S'éveillant d'un bref répit, une curiosité nouvelle s'empara de Rote. Il entreprit de découvrir Londres véritablement, au-delà du simple coup d'œil, attiré par les pierres ancestrales de la Tour et le site sacré du Temple, chaque brique imprégnée d'une histoire grandiose. Au sein d'un petit groupe de compagnons de voyage, les histoires de ces lieux commencèrent à se dévoiler, une riche tapisserie se tissant à son propre récit.
Ses pérégrinations le menèrent bientôt au-delà de la ville trépidante, à travers les haies bruissantes, jusqu'à ce qu'il se retrouve assis sur un banc tranquille, surpris par le calme soudain. Dans l'ombre menaçante d'Old Sarum, Salisbury s'étendait devant lui, une douce transition entre l'ancien et le nouveau. La faim le tenaillait, une compagne familière, mais une soif intense se faisait plus pressante. Il était un vagabond, un errant des temps modernes parcourant l'Angleterre, l'Écosse, l'Irlande et la France, se retrouvant souvent sans abri, mendiant et clochard, mais trouvant une étrange joie dans ces voyages hasardeux.
La route lui imposait des choix cruciaux, et bientôt, il dut avaler une pilule amère mais nécessaire, une pilule de fierté. Désespéré, la faim et le manque de tabac rongeant sa volonté, il dut se rendre à l'évidence. Son orgueil, pourtant farouchement ancré, dut céder. « Excusez-moi… mais auriez-vous un peu de monnaie ? » se surprit-il à demander, une soumission poignante aux besoins immédiats de la survie.
Son voyage se transforma en une plongée au cœur de l'histoire, notamment dans sa quête des insaisissables « sièges Maguire » d'Irlande, des lieux absents des cartes touristiques classiques, connus seulement de ceux qui incarnaient véritablement l'esprit des anciens Maguire. Il avait vu celui du château d'Enniskillen et était déterminé à en trouver un autre, à Cornashee. Perdu au milieu des routes de campagne convergentes d'Irlande du Nord, il aspirait à être guidé, à trouver un signe, une âme qui puisse lui indiquer le chemin.

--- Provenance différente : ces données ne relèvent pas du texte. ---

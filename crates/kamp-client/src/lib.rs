use async_trait::async_trait;
use kamp_core::dispatch::{Dispatcher, Failure, PendingRequest, Reply, RequestPayload};
use kamp_core::wire::{ChatResponse, ExecResponse};
use reqwest::StatusCode;
use serde::de::DeserializeOwned;
use serde::Serialize;
use serde_json::Value;
use thiserror::Error;
use tracing::{debug, warn};

pub const DEFAULT_BASE_URL: &str = "http://127.0.0.1:5080";

#[derive(Debug, Clone)]
pub struct HttpDispatcherConfig {
    pub base_url: String,
}

impl HttpDispatcherConfig {
    pub fn new(base_url: impl Into<String>) -> Self {
        Self {
            base_url: base_url.into(),
        }
    }
}

impl Default for HttpDispatcherConfig {
    fn default() -> Self {
        Self::new(DEFAULT_BASE_URL)
    }
}

#[derive(Debug, Error)]
pub enum ClientError {
    #[error("base url is missing")]
    BaseUrlMissing,
    #[error("base url must use http or https: {0}")]
    InvalidBaseUrl(String),
    #[error("http client setup failed: {0}")]
    Setup(#[from] reqwest::Error),
}

/// Posts panel requests as JSON to the hub. One attempt per call, no client
/// timeout: a request that never settles keeps its placeholder pending.
#[derive(Debug, Clone)]
pub struct HttpDispatcher {
    base_url: String,
    http: reqwest::Client,
}

impl HttpDispatcher {
    pub fn new(config: HttpDispatcherConfig) -> Result<Self, ClientError> {
        let base_url = normalize_base_url(&config.base_url)?;
        let http = reqwest::Client::builder().build()?;
        Ok(Self { base_url, http })
    }

    pub fn base_url(&self) -> &str {
        &self.base_url
    }

    pub fn endpoint(&self, path: &str) -> String {
        let trimmed = path.trim();
        if trimmed.starts_with('/') {
            format!("{}{}", self.base_url, trimmed)
        } else {
            format!("{}/{}", self.base_url, trimmed)
        }
    }

    async fn post<B: Serialize + Sync>(
        &self,
        path: &str,
        body: &B,
    ) -> Result<(StatusCode, Vec<u8>), Failure> {
        let url = self.endpoint(path);
        let response = self
            .http
            .post(url.as_str())
            .json(body)
            .send()
            .await
            .map_err(|err| {
                warn!(event = "dispatch_send_failed", url = %url, error = %err);
                Failure::transport(err.to_string())
            })?;
        let status = response.status();
        let bytes = response.bytes().await.map_err(|err| {
            warn!(event = "dispatch_read_failed", url = %url, error = %err);
            Failure::transport(err.to_string())
        })?;
        debug!(event = "dispatch_response", url = %url, status = status.as_u16(), bytes = bytes.len());
        Ok((status, bytes.to_vec()))
    }
}

#[async_trait]
impl Dispatcher for HttpDispatcher {
    async fn send(&self, request: &PendingRequest) -> Result<Reply, Failure> {
        match &request.payload {
            RequestPayload::Chat(body) => {
                let (status, bytes) = self.post(request.endpoint(), body).await?;
                decode_response::<ChatResponse>(status, &bytes).map(Reply::Chat)
            }
            RequestPayload::Exec(body) => {
                let (status, bytes) = self.post(request.endpoint(), body).await?;
                decode_response::<ExecResponse>(status, &bytes).map(Reply::Exec)
            }
        }
    }
}

/// Maps a raw response onto the panel failure taxonomy. An `error` field wins
/// regardless of status; other non-2xx statuses and undecodable bodies are
/// transport failures; a 2xx body missing its display field still decodes.
pub fn decode_response<T: DeserializeOwned>(status: StatusCode, bytes: &[u8]) -> Result<T, Failure> {
    let value: Value = match serde_json::from_slice(bytes) {
        Ok(value) => value,
        Err(err) => {
            if !status.is_success() {
                return Err(Failure::transport(format!("http {}", status.as_u16())));
            }
            return Err(Failure::transport(format!("invalid json response: {err}")));
        }
    };
    if let Some(message) = error_field(&value) {
        return Err(Failure::server(message));
    }
    if !status.is_success() {
        return Err(Failure::transport(format!("http {}", status.as_u16())));
    }
    serde_json::from_value(value)
        .map_err(|err| Failure::transport(format!("unexpected response shape: {err}")))
}

fn error_field(value: &Value) -> Option<String> {
    match value.get("error")? {
        Value::Null => None,
        Value::String(message) => Some(message.clone()),
        other => Some(other.to_string()),
    }
}

fn normalize_base_url(raw: &str) -> Result<String, ClientError> {
    let trimmed = raw.trim();
    if trimmed.is_empty() {
        return Err(ClientError::BaseUrlMissing);
    }
    if !trimmed.starts_with("http://") && !trimmed.starts_with("https://") {
        return Err(ClientError::InvalidBaseUrl(trimmed.to_string()));
    }
    Ok(trimmed.trim_end_matches('/').to_string())
}

#[cfg(test)]
mod tests {
    use super::*;

    #[test]
    fn error_field_wins_over_status() {
        let body = br#"{"error":"no prompt provided"}"#;
        let failure = decode_response::<ChatResponse>(StatusCode::BAD_REQUEST, body)
            .expect_err("server error");
        assert_eq!(failure, Failure::server("no prompt provided"));

        let failure =
            decode_response::<ChatResponse>(StatusCode::OK, body).expect_err("server error");
        assert_eq!(failure, Failure::server("no prompt provided"));
    }

    #[test]
    fn non_success_without_error_is_transport() {
        let failure = decode_response::<ChatResponse>(StatusCode::BAD_GATEWAY, b"<html>")
            .expect_err("transport error");
        assert_eq!(failure, Failure::transport("http 502"));

        let failure = decode_response::<ChatResponse>(StatusCode::INTERNAL_SERVER_ERROR, b"{}")
            .expect_err("transport error");
        assert_eq!(failure, Failure::transport("http 500"));
    }

    #[test]
    fn malformed_success_body_is_transport() {
        let failure = decode_response::<ChatResponse>(StatusCode::OK, b"not json")
            .expect_err("transport error");
        assert!(matches!(failure, Failure::Transport { .. }));
        assert!(failure.message().starts_with("invalid json response"));

        let failure = decode_response::<ExecResponse>(StatusCode::OK, br#"{"returncode":"zero"}"#)
            .expect_err("transport error");
        assert!(failure.message().starts_with("unexpected response shape"));
    }

    #[test]
    fn success_without_reply_still_decodes() {
        let reply = decode_response::<ChatResponse>(StatusCode::OK, b"{}").expect("decoded");
        assert_eq!(reply, ChatResponse::default());
    }

    #[test]
    fn base_url_is_validated_and_trimmed() {
        assert!(matches!(
            normalize_base_url("  "),
            Err(ClientError::BaseUrlMissing)
        ));
        assert!(matches!(
            normalize_base_url("localhost:5080"),
            Err(ClientError::InvalidBaseUrl(_))
        ));
        assert_eq!(
            normalize_base_url("http://127.0.0.1:5080/").expect("valid"),
            "http://127.0.0.1:5080"
        );
    }

    #[test]
    fn endpoint_joins_paths() {
        let dispatcher =
            HttpDispatcher::new(HttpDispatcherConfig::new("http://127.0.0.1:5080/")).expect("client");
        assert_eq!(dispatcher.endpoint("/api/chat"), "http://127.0.0.1:5080/api/chat");
        assert_eq!(dispatcher.endpoint("api/exec"), "http://127.0.0.1:5080/api/exec");
    }
}
use crossterm::event::{KeyCode, KeyEvent, KeyModifiers};
use kamp_core::{
    BindError, Failure, PanelBindings, PanelConfig, PanelController, PanelKind, PendingRequest,
    Reply, SubmitRejected,
};
use tracing::{debug, info, warn};

/// Result of one dispatched request, posted back to the event loop.
#[derive(Debug)]
pub struct Settlement {
    pub panel: PanelKind,
    pub request_id: String,
    pub outcome: Result<Reply, Failure>,
}

#[derive(Debug, PartialEq, Eq)]
pub enum KeyOutcome {
    Continue,
    Quit,
    Dispatch(PendingRequest),
}

pub enum PanelSlot {
    Bound(PanelController),
    Unavailable { kind: PanelKind, reason: BindError },
}

impl PanelSlot {
    pub fn kind(&self) -> PanelKind {
        match self {
            PanelSlot::Bound(panel) => panel.kind(),
            PanelSlot::Unavailable { kind, .. } => *kind,
        }
    }

    pub fn controller(&self) -> Option<&PanelController> {
        match self {
            PanelSlot::Bound(panel) => Some(panel),
            PanelSlot::Unavailable { .. } => None,
        }
    }

    fn controller_mut(&mut self) -> Option<&mut PanelController> {
        match self {
            PanelSlot::Bound(panel) => Some(panel),
            PanelSlot::Unavailable { .. } => None,
        }
    }
}

pub struct App {
    pub slots: Vec<PanelSlot>,
    pub active: usize,
    /// Lines scrolled up from the newest record, per slot. Zero follows the
    /// tail.
    pub scroll_back: Vec<u16>,
    pub help_open: bool,
    pub status_note: Option<String>,
}

impl App {
    pub fn new(panels: Vec<(PanelConfig, PanelBindings)>) -> Self {
        let slots: Vec<PanelSlot> = panels
            .into_iter()
            .map(|(config, bindings)| {
                let kind = config.kind;
                match PanelController::bind(config, bindings) {
                    Ok(panel) => PanelSlot::Bound(panel),
                    Err(reason) => {
                        warn!(event = "panel_unbound", panel = %kind, reason = %reason);
                        PanelSlot::Unavailable { kind, reason }
                    }
                }
            })
            .collect();
        let active = slots
            .iter()
            .position(|slot| slot.controller().is_some())
            .unwrap_or(0);
        let scroll_back = vec![0; slots.len()];
        Self {
            slots,
            active,
            scroll_back,
            help_open: false,
            status_note: None,
        }
    }

    pub fn active_slot(&self) -> Option<&PanelSlot> {
        self.slots.get(self.active)
    }

    pub fn active_panel(&self) -> Option<&PanelController> {
        self.active_slot().and_then(PanelSlot::controller)
    }

    fn active_panel_mut(&mut self) -> Option<&mut PanelController> {
        self.slots
            .get_mut(self.active)
            .and_then(PanelSlot::controller_mut)
    }

    pub fn active_scroll_back(&self) -> u16 {
        self.scroll_back.get(self.active).copied().unwrap_or(0)
    }

    pub fn select_next(&mut self) {
        if !self.slots.is_empty() {
            self.active = (self.active + 1) % self.slots.len();
        }
    }

    pub fn select_prev(&mut self) {
        if !self.slots.is_empty() {
            self.active = (self.active + self.slots.len() - 1) % self.slots.len();
        }
    }

    pub fn handle_key(&mut self, key: KeyEvent) -> KeyOutcome {
        let ctrl = key.modifiers.contains(KeyModifiers::CONTROL);
        if ctrl && matches!(key.code, KeyCode::Char('c') | KeyCode::Char('q')) {
            return KeyOutcome::Quit;
        }
        if key.code == KeyCode::F(1) {
            self.help_open = !self.help_open;
            return KeyOutcome::Continue;
        }
        if self.help_open {
            if key.code == KeyCode::Esc {
                self.help_open = false;
            }
            return KeyOutcome::Continue;
        }

        match key.code {
            KeyCode::Tab => self.select_next(),
            KeyCode::BackTab => self.select_prev(),
            KeyCode::PageUp => self.scroll_active(5),
            KeyCode::PageDown => self.scroll_active(-5),
            KeyCode::End => self.follow_tail(),
            KeyCode::Char('l') if ctrl => self.clear_active(),
            KeyCode::Enter => {
                if let Some(request) = self.submit_active() {
                    return KeyOutcome::Dispatch(request);
                }
            }
            KeyCode::Backspace => {
                if let Some(panel) = self.active_panel_mut() {
                    panel.input_mut().backspace();
                }
            }
            KeyCode::Char(c) if !ctrl => {
                if let Some(panel) = self.active_panel_mut() {
                    panel.input_mut().push_char(c);
                }
            }
            _ => {}
        }
        KeyOutcome::Continue
    }

    pub fn submit_active(&mut self) -> Option<PendingRequest> {
        let panel = self.active_panel_mut()?;
        match panel.begin_submit() {
            Ok(request) => {
                self.status_note = Some(format!("{} sent", request.request_id));
                self.follow_tail();
                Some(request)
            }
            Err(SubmitRejected::Empty) => None,
            Err(rejected @ SubmitRejected::Busy { .. }) => {
                debug!(event = "submit_rejected", reason = %rejected);
                self.status_note = Some(rejected.to_string());
                None
            }
        }
    }

    pub fn apply_settlement(&mut self, settlement: Settlement) {
        let Some(index) = self
            .slots
            .iter()
            .position(|slot| slot.kind() == settlement.panel)
        else {
            return;
        };
        let note = match &settlement.outcome {
            Ok(_) => format!("{} settled", settlement.request_id),
            Err(failure) => format!("{} failed: {}", settlement.request_id, failure),
        };
        let Some(panel) = self.slots[index].controller_mut() else {
            return;
        };
        let reconciliation = panel.settle(&settlement.request_id, settlement.outcome);
        if reconciliation.is_stale() {
            info!(
                event = "settlement_dropped",
                panel = %settlement.panel,
                request_id = %settlement.request_id
            );
            return;
        }
        self.status_note = Some(note);
    }

    pub fn clear_active(&mut self) {
        if let Some(panel) = self.active_panel_mut() {
            panel.clear();
            let kind = panel.kind();
            self.status_note = Some(format!("{} cleared", kind.title()));
        }
        self.follow_tail();
    }

    fn scroll_active(&mut self, delta: i32) {
        if let Some(offset) = self.scroll_back.get_mut(self.active) {
            *offset = if delta >= 0 {
                offset.saturating_add(delta as u16)
            } else {
                offset.saturating_sub(delta.unsigned_abs() as u16)
            };
        }
    }

    fn follow_tail(&mut self) {
        if let Some(offset) = self.scroll_back.get_mut(self.active) {
            *offset = 0;
        }
    }
}

#[cfg(test)]
mod tests {
    use super::*;
    use crossterm::event::KeyEventKind;
    use kamp_core::wire::{ChatResponse, ExecResponse};
    use kamp_core::{InputBuffer, Role};

    fn key(code: KeyCode) -> KeyEvent {
        KeyEvent::new(code, KeyModifiers::NONE)
    }

    fn ctrl(c: char) -> KeyEvent {
        KeyEvent::new(KeyCode::Char(c), KeyModifiers::CONTROL)
    }

    fn all_panels() -> App {
        App::new(vec![
            (PanelConfig::chat("mock"), PanelBindings::complete()),
            (PanelConfig::assistant("mock"), PanelBindings::complete()),
            (PanelConfig::terminal(), PanelBindings::complete()),
        ])
    }

    fn type_text(app: &mut App, text: &str) {
        for c in text.chars() {
            assert_eq!(app.handle_key(key(KeyCode::Char(c))), KeyOutcome::Continue);
        }
    }

    fn dispatched(outcome: KeyOutcome) -> PendingRequest {
        match outcome {
            KeyOutcome::Dispatch(request) => request,
            other => panic!("expected dispatch, got {other:?}"),
        }
    }

    #[test]
    fn enter_dispatches_typed_message() {
        let mut app = all_panels();
        type_text(&mut app, "hello");

        let request = dispatched(app.handle_key(key(KeyCode::Enter)));

        assert_eq!(request.panel, PanelKind::Chat);
        let panel = app.active_panel().expect("chat panel");
        assert_eq!(panel.transcript().len(), 2);
        assert!(panel.is_awaiting());
        assert_eq!(panel.input().text(), "");
    }

    #[test]
    fn enter_on_blank_input_does_nothing() {
        let mut app = all_panels();
        type_text(&mut app, "  ");
        assert_eq!(app.handle_key(key(KeyCode::Enter)), KeyOutcome::Continue);
        assert!(app.active_panel().expect("chat").transcript().is_empty());
    }

    #[test]
    fn typing_is_ignored_while_awaiting_reply() {
        let mut app = all_panels();
        type_text(&mut app, "hi");
        dispatched(app.handle_key(key(KeyCode::Enter)));

        type_text(&mut app, "more");
        assert_eq!(app.handle_key(key(KeyCode::Enter)), KeyOutcome::Continue);

        let panel = app.active_panel().expect("chat");
        assert_eq!(panel.input().text(), "");
        assert_eq!(panel.transcript().pending_count(), 1);
    }

    #[test]
    fn panels_are_independent() {
        let mut app = all_panels();
        type_text(&mut app, "hello");
        let chat = dispatched(app.handle_key(key(KeyCode::Enter)));

        app.handle_key(key(KeyCode::Tab));
        app.handle_key(key(KeyCode::Tab));
        type_text(&mut app, "ls");
        let exec = dispatched(app.handle_key(key(KeyCode::Enter)));
        assert_eq!(exec.panel, PanelKind::Terminal);

        app.apply_settlement(Settlement {
            panel: PanelKind::Terminal,
            request_id: exec.request_id.clone(),
            outcome: Ok(Reply::Exec(ExecResponse {
                stdout: Some("a.txt\n".to_string()),
                returncode: Some(0),
                ..ExecResponse::default()
            })),
        });
        app.apply_settlement(Settlement {
            panel: PanelKind::Chat,
            request_id: chat.request_id.clone(),
            outcome: Ok(Reply::Chat(ChatResponse::reply("hi"))),
        });

        let chat_panel = app.slots[0].controller().expect("chat");
        let texts: Vec<_> = chat_panel
            .transcript()
            .records()
            .iter()
            .map(|r| (r.role(), r.text()))
            .collect();
        assert_eq!(texts, vec![(Role::User, "hello"), (Role::Bot, "hi")]);

        let terminal = app.slots[2].controller().expect("terminal");
        let texts: Vec<_> = terminal
            .transcript()
            .records()
            .iter()
            .map(|r| r.text())
            .collect();
        assert_eq!(texts, vec!["ls", "$ ls", "a.txt", "[exit 0]"]);
    }

    #[test]
    fn settlement_after_clear_is_dropped() {
        let mut app = all_panels();
        type_text(&mut app, "hello");
        let request = dispatched(app.handle_key(key(KeyCode::Enter)));

        app.handle_key(ctrl('l'));
        app.apply_settlement(Settlement {
            panel: PanelKind::Chat,
            request_id: request.request_id,
            outcome: Err(Failure::transport("late")),
        });

        let panel = app.active_panel().expect("chat");
        assert!(panel.transcript().is_empty());
        assert!(panel.input_enabled());
    }

    #[test]
    fn unbound_panel_is_skipped_for_initial_focus() {
        let app = App::new(vec![
            (
                PanelConfig::chat("mock"),
                PanelBindings {
                    input: None,
                    ..PanelBindings::complete()
                },
            ),
            (
                PanelConfig::terminal(),
                PanelBindings {
                    input: Some(InputBuffer::new()),
                    ..PanelBindings::complete()
                },
            ),
        ]);
        assert_eq!(app.active, 1);
        assert!(matches!(
            app.slots[0],
            PanelSlot::Unavailable {
                kind: PanelKind::Chat,
                reason: BindError::MissingInput(PanelKind::Chat)
            }
        ));
    }

    #[test]
    fn help_overlay_swallows_keys() {
        let mut app = all_panels();
        app.handle_key(key(KeyCode::F(1)));
        assert!(app.help_open);
        type_text(&mut app, "x");
        assert_eq!(app.active_panel().expect("chat").input().text(), "");
        app.handle_key(key(KeyCode::Esc));
        assert!(!app.help_open);
    }

    #[test]
    fn ctrl_c_quits() {
        let mut app = all_panels();
        let mut event = ctrl('c');
        event.kind = KeyEventKind::Press;
        assert_eq!(app.handle_key(event), KeyOutcome::Quit);
    }

    #[test]
    fn scroll_back_saturates_and_resets_on_submit() {
        let mut app = all_panels();
        app.handle_key(key(KeyCode::PageDown));
        assert_eq!(app.active_scroll_back(), 0);
        app.handle_key(key(KeyCode::PageUp));
        assert_eq!(app.active_scroll_back(), 5);
        type_text(&mut app, "hi");
        dispatched(app.handle_key(key(KeyCode::Enter)));
        assert_eq!(app.active_scroll_back(), 0);
    }
}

Il se retrouva à marcher le long d'une route royale, longeant des maisons de campagne, lorsqu'il remarqua un couple qui discutait avec une femme âgée. Se sentant familier, il s'approcha et s'enquit du siège Maguire. Un homme âgé, qui avait manifestement observé Rote depuis sa ferme, afficha un hochement de tête désapprobateur pour la « mauvaise conduite de l'Irlandais », mais finit par confirmer l'importance de l'héritage Maguire. Rote découvrit le « pays des bandits », les mercenaires irlandais du Moyen Âge, les Molly Maguires, et leur résistance contre la classe dirigeante en tant que métayers sur leurs propres terres, jusqu'à leurs échos ultérieurs dans les luttes minières américaines du XIXe siècle. Cette quête spirituelle et historique, intimement liée à ses combats personnels et à des moments de profonde connexion, devint la trame même de son existence, une histoire vraie qui résonnait avec les profondeurs de l'expérience humaine.